In [None]:
from transformers import  AutoModelForSequenceClassification, AutoTokenizer
# Load the pretrained DistilBERT model and tokenizer
checkpoint = "distilbert-base-cased" 
classifier = AutoModelForSequenceClassification.from_pretrained(checkpoint, num_labels=2)
tokenizer = AutoTokenizer.from_pretrained(checkpoint) 

In [None]:
# Load dataset
import pandas as pd
file_path = "path-to-train_dataset"
df = pd.read_excel(file_path, engine='openpyxl')

In [None]:
# Encode the labels
from sklearn.preprocessing import LabelEncoder
label_encoder = LabelEncoder()
df["class"] = label_encoder.fit_transform(df["class"])

In [None]:
# Split dataset as training and evaluation sets
from sklearn.model_selection import train_test_split
df_train, df_eval = train_test_split(df, train_size=0.8,stratify=df["class"], random_state=42)

In [None]:
# Create Hugging Face datasets
from datasets import Dataset, DatasetDict
raw_datasets = DatasetDict({
    "train": Dataset.from_pandas(df_train),
    "eval": Dataset.from_pandas(df_eval)
})

In [None]:
print("Dataset Dict:\n", raw_datasets)
print("\n\nTrain's features:\n", raw_datasets["train"].features)
print("\n\nFirst row of Train:\n", raw_datasets["train"][0])

In [None]:
# Make sure the text is string and tokenize the datasets
raw_datasets = raw_datasets.map(lambda dataset: {'text': str(dataset['text'])}, batched=False)
tokenized_datasets = raw_datasets.map(lambda dataset: tokenizer(dataset['text'], truncation=True), batched=True)

In [None]:
print(tokenized_datasets)

In [None]:
print(tokenized_datasets["train"][0])

In [None]:
# Remove unnecessary columns if there is any and rename the class column as labels
tokenized_datasets = tokenized_datasets.remove_columns(["text", "__index_level_0__"])
tokenized_datasets = tokenized_datasets.rename_column("class", "labels")
print(tokenized_datasets)

In [None]:
# Disable parallelism for tokenizers
import os
os.environ["TOKENIZERS_PARALLELISM"] = "false"

In [None]:
# Define checkpoint path
checkpoint_dir = os.path.join("/data1/ma2", "checkpoints")
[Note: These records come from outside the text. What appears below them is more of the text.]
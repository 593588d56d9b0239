//! circlesweep-io: Filesystem boundary for circlesweep.
//!
//! Loads the source image, runs the search from `circlesweep-search`,
//! writes the artifacts rendered by `circlesweep-export`, and sends the
//! completion notification once everything is on disk.

pub mod artifacts;
pub mod load;
pub mod observer;

use std::path::{Path, PathBuf};

use circlesweep_search::{Detector, SearchConfig, SearchError, SearchObserver, SearchResult};

pub use artifacts::{ArtifactWriter, OutputOptions, WriteError};
pub use load::load_image;
pub use observer::LogObserver;

/// Errors that stop [`find_best_circle`] before a result exists.
#[derive(Debug, thiserror::Error)]
pub enum FindError {
    /// The image path does not name a file.
    #[error("image not found: {}", path.display())]
    MissingImage {
        /// The path that was looked up.
        path: PathBuf,
    },

    /// The file exists but is not a decodable image.
    #[error("cannot decode {}: {source}", path.display())]
    Decode {
        /// The file that failed to decode.
        path: PathBuf,
        /// The decoder error.
        source: image::ImageError,
    },

    /// The search rejected its input.
    #[error(transparent)]
    Search(#[from] SearchError),
}

/// Find the best circle in the image at `path` and write artifacts.
///
/// # Sequence
///
/// 1. Validate `config` (before touching the filesystem)
/// 2. Load the image as grayscale
/// 3. Run the parallel grid search
/// 4. Write the configured artifacts when a circle was found
/// 5. Send [`SearchObserver::completed`], with or without a circle
///
/// Artifact write failures are reported through
/// [`SearchObserver::status`] and do not fail the call.
///
/// # Errors
///
/// Returns [`FindError::Search`] for an invalid config or empty image,
/// [`FindError::MissingImage`] and [`FindError::Decode`] when the image
/// cannot be loaded. No completion is sent in these cases.
pub fn find_best_circle(
    path: &Path,
    config: &SearchConfig,
    detector: &dyn Detector,
    observer: &dyn SearchObserver,
    output: &OutputOptions,
) -> Result<SearchResult, FindError> {
    config.validate()?;
    let image = load_image(path)?;

    let result = circlesweep_search::run(&image, config, detector, observer, None)?;

    let writer = ArtifactWriter {
        image: &image,
        config,
        result: &result,
        source: Some(path),
    };
    let written = writer.write_all(output, observer);
    if written > 0 {
        log::debug!("{written} artifacts written");
    }

    observer.completed(&result.completion_report());
    Ok(result)
}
if not os.path.exists(checkpoint_dir):
    os.makedirs(checkpoint_dir)
    print(f"Checkpoint file is created: {checkpoint_dir}")
else:
    print(f"Checkpoint file already exists: {checkpoint_dir}")

In [None]:
from transformers import DataCollatorWithPadding, TrainingArguments, Trainer, EarlyStoppingCallback
import numpy as np
import evaluate

# Set up training arguments and trainer

data_collator = DataCollatorWithPadding(tokenizer=tokenizer)

# Training args 
training_args = TrainingArguments(
    output_dir=checkpoint_dir,              
    num_train_epochs=5,                    
    eval_strategy="epoch",            
    weight_decay=5e-4,                    
    save_strategy="epoch",         
    save_total_limit=3,                
    report_to="none",                      
    load_best_model_at_end=True,         
    metric_for_best_model="accuracy"   
)

# Define metrics for evaluation
def compute_metrics(eval_preds):
    metric = evaluate.load("glue", "mrpc") # F1 and Accuracy
    logits, labels = eval_preds
    predictions = np.argmax(logits, axis=-1)
    return metric.compute(predictions=predictions, references=labels)

# Loss function
loss_fn = nn.CrossEntropyLoss()

# Define trainer
trainer = Trainer(
    classifier,
    training_args,
    train_dataset=tokenized_datasets["train"],
    eval_dataset=tokenized_datasets["eval"],
    data_collator=data_collator,
    tokenizer=tokenizer,
    compute_metrics=compute_metrics,
    compute_loss=lambda model, inputs: loss_fn(model(inputs).logits, inputs['labels']),
    callbacks=[EarlyStoppingCallback(early_stopping_patience=2)] 
)

In [None]:
# Start training
trainer.train()

In [None]:
# Cross-validation
from sklearn.model_selection import StratifiedKFold
import numpy as np

# Veriyi yükleyin
X = df['text']
y = df['class']

# Cross-validation ayarları
kf = StratifiedKFold(n_splits=5, shuffle=True, random_state=42)

train_losses = []
eval_losses = []
eval_accuracies = []

for train_index, val_index in kf.split(X, y):
    X_train, X_val = X[train_index], X[val_index]
    y_train, y_val = y[train_index], y[val_index]
    
    # Tokenize the data
    train_encodings = tokenizer(list(X_train), truncation=True, padding=True)
    val_encodings = tokenizer(list(X_val), truncation=True, padding=True)

    # Create datasets
    train_dataset = Dataset.from_dict({'input_ids': train_encodings['input_ids'], 'attention_mask': train_encodings['attention_mask'], 'labels': y_train})
    val_dataset = Dataset.from_dict({'input_ids': val_encodings['input_ids'], 'attention_mask': val_encodings['attention_mask'], 'labels': y_val})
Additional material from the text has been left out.